The vast majority of shareholder resolutions raise questions about investment in South Africa and Northern Ireland, military production and the environment. Some have targeted infant formula and tobacco marketing in the Third World, while others have dealt with labor issues such as equal employment. Animal rights groups took on the corporate arena with shareholder proposals for the first time in 1987 and plan to propose 10 resolutions in 1989.

The History
The activists who challenge companies on their own ground today had far different forerunners two decades ago. If someone had told community organizer Saul Alinsky in 1966 that in 22 years the New York State Common Retirement Fund would sponsor proxy resolutions asking corporations to withdraw from South Africa, he might have believed it. But Alinsky liked to think that nothing was impossible. It was while he was helping to organize the black community of Rochester, New York, against Eastman Kodak, that Alinsky hit upon the idea of proxy politics.

The community group he assisted convinced the owners of 39,000 Kodak shares to sign over their proxies to it, in opposition to Kodak management. In the end, the company agreed to implement a minority hiring program agreeable to the dissidents.
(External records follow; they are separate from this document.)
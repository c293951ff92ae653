//! Best-effort score extraction from heterogeneous game payloads
//!
//! The upstream API has shipped several payload shapes over time. Strategies
//! are tried from most to least specific and the first one yielding two
//! non-negative integers wins. Extraction never fails: an unrecognised shape
//! is simply an unscored game.

use lazy_static::lazy_static;
use regex::Regex;
use serde_json::{Map, Value};

/// Most sets a team can win in one volleyball match
pub const MAX_SET_SCORE: u32 = 3;

const HOME_SCORE_KEYS: &[&str] = &["homeScore", "home_score", "homeGoals", "home_goals", "hs", "goals_home"];
const AWAY_SCORE_KEYS: &[&str] = &["awayScore", "away_score", "awayGoals", "away_goals", "as", "goals_away"];

const RESULT_CONTAINERS: &[&str] = &["result", "final", "final_result", "match_result", "game_result"];
const CONTAINER_HOME_KEYS: &[&str] = &["home", "hs", "homeScore", "home_score"];
const CONTAINER_AWAY_KEYS: &[&str] = &["away", "as", "awayScore", "away_score"];

const TEAM_SCORE_KEYS: &[&str] = &["goals", "score", "result"];

const SCORE_OBJECT_HOME_KEYS: &[&str] = &["home", "hs", "homeScore", "home_score", "homeGoals", "home_goals"];
const SCORE_OBJECT_AWAY_KEYS: &[&str] = &["away", "as", "awayScore", "away_score", "awayGoals", "away_goals"];

const SCORE_STRING_KEYS: &[&str] =
    &["result", "score", "final_score", "game_result", "display_result", "displayScore", "display_score"];

lazy_static! {
    static ref DIGITS: Regex = Regex::new(r"\d+").expect("valid digits pattern");
    static ref SCORE_STRING: Regex =
        Regex::new(r"(\d+)\s*[:\-\u{2013}\u{2014}\u{2011}]\s*(\d+)").expect("valid score pattern");
    static ref SET_PAIR: Regex = Regex::new(r"\b(\d)\s*[:\-]\s*(\d)\b").expect("valid set pattern");
}

/// Tunables of the last-resort recursive search
#[derive(Debug, Clone, Copy, PartialEq, Eq)]
pub struct ScoreRules {
    /// A bare `a:b` string found deep in a payload only counts as a result
    /// when one side equals this value and neither exceeds it
    pub max_set_score: u32,
}

impl Default for ScoreRules {
    fn default() -> Self {
        Self { max_set_score: MAX_SET_SCORE }
    }
}

impl ScoreRules {
    /// Extract `(home, away)` from one game entry
    pub fn extract(&self, game: &Value) -> Option<(u32, u32)> {
        let object = game.as_object()?;

        direct_fields(object)
            .or_else(|| result_container(object))
            .or_else(|| per_team_fields(object))
            .or_else(|| score_object(object))
            .or_else(|| score_string(object))
            .or_else(|| self.walk(game))
    }

    fn walk(&self, value: &Value) -> Option<(u32, u32)> {
        match value {
            Value::Object(object) => {
                if object.contains_key("home") && object.contains_key("away") {
                    if let Some(pair) = both(to_score(object.get("home")), to_score(object.get("away"))) {
                        return Some(pair);
                    }
                }
                if let Some(pair) = direct_fields(object) {
                    return Some(pair);
                }
                object.values().find_map(|v| self.walk(v))
            }
            Value::Array(items) => items.iter().find_map(|v| self.walk(v)),
            Value::String(s) => self.set_pair(s),
            _ => None,
        }
    }

    fn set_pair(&self, text: &str) -> Option<(u32, u32)> {
        let max = self.max_set_score;
        let captures = SET_PAIR.captures_iter(text).find(|c| {
            let a = c[1].parse::<u32>().unwrap_or(u32::MAX);
            let b = c[2].parse::<u32>().unwrap_or(u32::MAX);
            a <= max && b <= max
        })?;

        let a = captures[1].parse::<u32>().ok()?;
        let b = captures[2].parse::<u32>().ok()?;
        (a == max || b == max).then_some((a, b))
    }
}

/// Extract `(home, away)` with the default rules
pub fn extract_score(game: &Value) -> Option<(u32, u32)> {
    ScoreRules::default().extract(game)
}

fn direct_fields(object: &Map<String, Value>) -> Option<(u32, u32)> {
    both(first_alias(object, HOME_SCORE_KEYS), first_alias(object, AWAY_SCORE_KEYS))
}

fn result_container(object: &Map<String, Value>) -> Option<(u32, u32)> {
    RESULT_CONTAINERS.iter().find_map(|key| {
        let container = object.get(*key)?.as_object()?;
        both(first_alias(container, CONTAINER_HOME_KEYS), first_alias(container, CONTAINER_AWAY_KEYS))
    })
}

fn per_team_fields(object: &Map<String, Value>) -> Option<(u32, u32)> {
    let home = object.get("home")?.as_object()?;
    let away = object.get("away")?.as_object()?;
    TEAM_SCORE_KEYS.iter().find_map(|key| both(to_score(home.get(*key)), to_score(away.get(*key))))
}

fn score_object(object: &Map<String, Value>) -> Option<(u32, u32)> {
    let score = object.get("score")?.as_object()?;
    both(first_alias(score, SCORE_OBJECT_HOME_KEYS), first_alias(score, SCORE_OBJECT_AWAY_KEYS))
}

fn score_string(object: &Map<String, Value>) -> Option<(u32, u32)> {
    SCORE_STRING_KEYS.iter().find_map(|key| {
        let text = object.get(*key)?.as_str()?;
        let captures = SCORE_STRING.captures(text)?;
        both(captures[1].parse().ok(), captures[2].parse().ok())
    })
}

/// Score under the first alias that is present and not null
fn first_alias(object: &Map<String, Value>, aliases: &[&str]) -> Option<u32> {
    let value = aliases.iter().find_map(|key| object.get(*key).filter(|v| !v.is_null()));
    to_score(value)
}

/// Integer or the first digit run of a string; anything else is not a score
fn to_score(value: Option<&Value>) -> Option<u32> {
    match value? {
        Value::Number(n) => n.as_u64().and_then(|v| u32::try_from(v).ok()),
        Value::String(s) => DIGITS.find(s).and_then(|m| m.as_str().parse().ok()),
        _ => None,
    }
}

fn both(home: Option<u32>, away: Option<u32>) -> Option<(u32, u32)> {
    Some((home?, away?))
}
//! Team-name canonicalization
//!
//! The upstream feed spells the same club in several ways: with or without a
//! club-affiliation word ("הפועל", "הפ׳", "מכבי"), with Hebrew geresh marks,
//! with invisible direction marks, or with an administrative suffix attached to
//! a single fixture. [`Canonicalizer::canonicalize`] produces the display form
//! and [`match_key`] the harsher structural form used for deduplication.

use lazy_static::lazy_static;
use regex::Regex;
use std::borrow::Cow;

/// Leading tokens meaning "the club" / "the team". Order matters: the first
/// alternative that matches at the start of the name is stripped.
pub const CLUB_PREFIXES: &[&str] =
    &["הפועל", "הפ", "ה.", "ה", "מכבי", "מ.", "מ.ס.", "מ.כ.", "מ "];

/// Trailing phrases that describe the fixture rather than the team
/// ("צו פיוס" = by court order).
pub const IDENTITY_SUFFIXES: &[&str] = &["צו פיוס"];

lazy_static! {
    static ref DOT_SPACING: Regex = Regex::new(r"\s*\.\s*").expect("valid dot pattern");
    static ref DEFAULT_CANONICALIZER: Canonicalizer =
        Canonicalizer::new(&NameVocabulary::default()).expect("default vocabulary compiles");
}

/// Reviewable word lists driving prefix and suffix stripping
#[derive(Debug, Clone, PartialEq, Eq)]
pub struct NameVocabulary {
    /// Club-affiliation prefixes, tried in order
    pub club_prefixes: Vec<String>,

    /// Non-identity suffix phrases; inner spaces match any amount of whitespace
    pub identity_suffixes: Vec<String>,
}

impl Default for NameVocabulary {
    fn default() -> Self {
        Self {
            club_prefixes: CLUB_PREFIXES.iter().map(|p| p.to_string()).collect(),
            identity_suffixes: IDENTITY_SUFFIXES.iter().map(|s| s.to_string()).collect(),
        }
    }
}

/// Compiled form of a [`NameVocabulary`]
#[derive(Debug, Clone)]
pub struct Canonicalizer {
    prefix: Option<Regex>,
    suffix: Option<Regex>,
}

impl Canonicalizer {
    /// Compile the vocabulary into anchored prefix/suffix patterns
    pub fn new(vocabulary: &NameVocabulary) -> Result<Self, regex::Error> {
        let prefix = if vocabulary.club_prefixes.is_empty() {
            None
        } else {
            let alternatives: Vec<String> = vocabulary
                .club_prefixes
                .iter()
                .map(|p| regex::escape(p).replace(' ', r"\s"))
                .collect();
            Some(Regex::new(&format!(r"^(?:{})\s*", alternatives.join("|")))?)
        };

        let suffix = if vocabulary.identity_suffixes.is_empty() {
            None
        } else {
            let alternatives: Vec<String> = vocabulary
                .identity_suffixes
                .iter()
                .map(|s| s.split_whitespace().map(regex::escape).collect::<Vec<_>>().join(r"\s*"))
                .collect();
            Some(Regex::new(&format!(r"\s*(?:{})\s*$", alternatives.join("|")))?)
        };

        Ok(Self { prefix, suffix })
    }

    /// Normalize a free-text team name into its display identity.
    ///
    /// Total and deterministic: any input yields a (possibly empty) string.
    pub fn canonicalize(&self, raw: &str) -> String {
        let unified: String = raw
            .chars()
            .map(|c| {
                if is_space_variant(c) {
                    ' '
                } else if is_dash_variant(c) {
                    '-'
                } else {
                    c
                }
            })
            .filter(|c| !is_quote_mark(*c))
            .collect();

        let dotted = DOT_SPACING.replace_all(&unified, ".");
        let trimmed = dotted.trim();

        let unprefixed = match &self.prefix {
            Some(re) => re.replace(trimmed, ""),
            None => Cow::Borrowed(trimmed),
        };

        let visible: String = unprefixed.chars().filter(|c| !is_invisible_mark(*c)).collect();

        let unsuffixed = match &self.suffix {
            Some(re) => re.replace(&visible, ""),
            None => Cow::Borrowed(visible.as_str()),
        };

        unsuffixed.split_whitespace().collect::<Vec<_>>().join(" ")
    }

    /// Structural key: the display form with every remaining dot, quote,
    /// dash and whitespace character removed
    pub fn match_key(&self, raw: &str) -> String {
        self.canonicalize(raw).chars().filter(|c| !is_key_noise(*c)).collect()
    }
}

impl Default for Canonicalizer {
    fn default() -> Self {
        DEFAULT_CANONICALIZER.clone()
    }
}

/// Canonicalize with the default vocabulary
pub fn canonicalize(raw: &str) -> String {
    DEFAULT_CANONICALIZER.canonicalize(raw)
}

/// Match key with the default vocabulary
pub fn match_key(raw: &str) -> String {
    DEFAULT_CANONICALIZER.match_key(raw)
}

fn is_space_variant(c: char) -> bool {
    matches!(c, '\u{00a0}' | '\u{2007}' | '\u{202f}')
}

fn is_dash_variant(c: char) -> bool {
    matches!(c, '\u{2011}' | '\u{2013}' | '\u{2014}')
}

fn is_quote_mark(c: char) -> bool {
    matches!(
        c,
        '\u{05f3}' // geresh
            | '\u{05f4}' // gershayim
            | '"'
            | '\''
            | '`'
            | '\u{2018}'
            | '\u{2019}'
            | '\u{201c}'
            | '\u{201d}'
    )
}

fn is_invisible_mark(c: char) -> bool {
    matches!(
        c,
        '\u{200b}'..='\u{200f}' | '\u{202a}'..='\u{202e}' | '\u{2060}' | '\u{2066}'..='\u{2069}' | '\u{feff}'
    )
}

fn is_key_noise(c: char) -> bool {
    c == '.' || c == '-' || c == '\u{05be}' || is_dash_variant(c) || is_quote_mark(c) || c.is_whitespace()
}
Then, in 1968 and 1969, a group of young physicians--the Medical Committee for Human Rights--challenged Dow Chemical's production of napalm for use in Vietnam. The SEC ruled in 1969 that the group's proxy request "that the company shall not make napalm" was not admissible under its rules governing proxy statements. The Medical Committee went to court and persuaded the U.S. Circuit Court of Appeals for the District of Columbia to rule in its favor, breaking the ground for hundreds of shareholder proposals to come.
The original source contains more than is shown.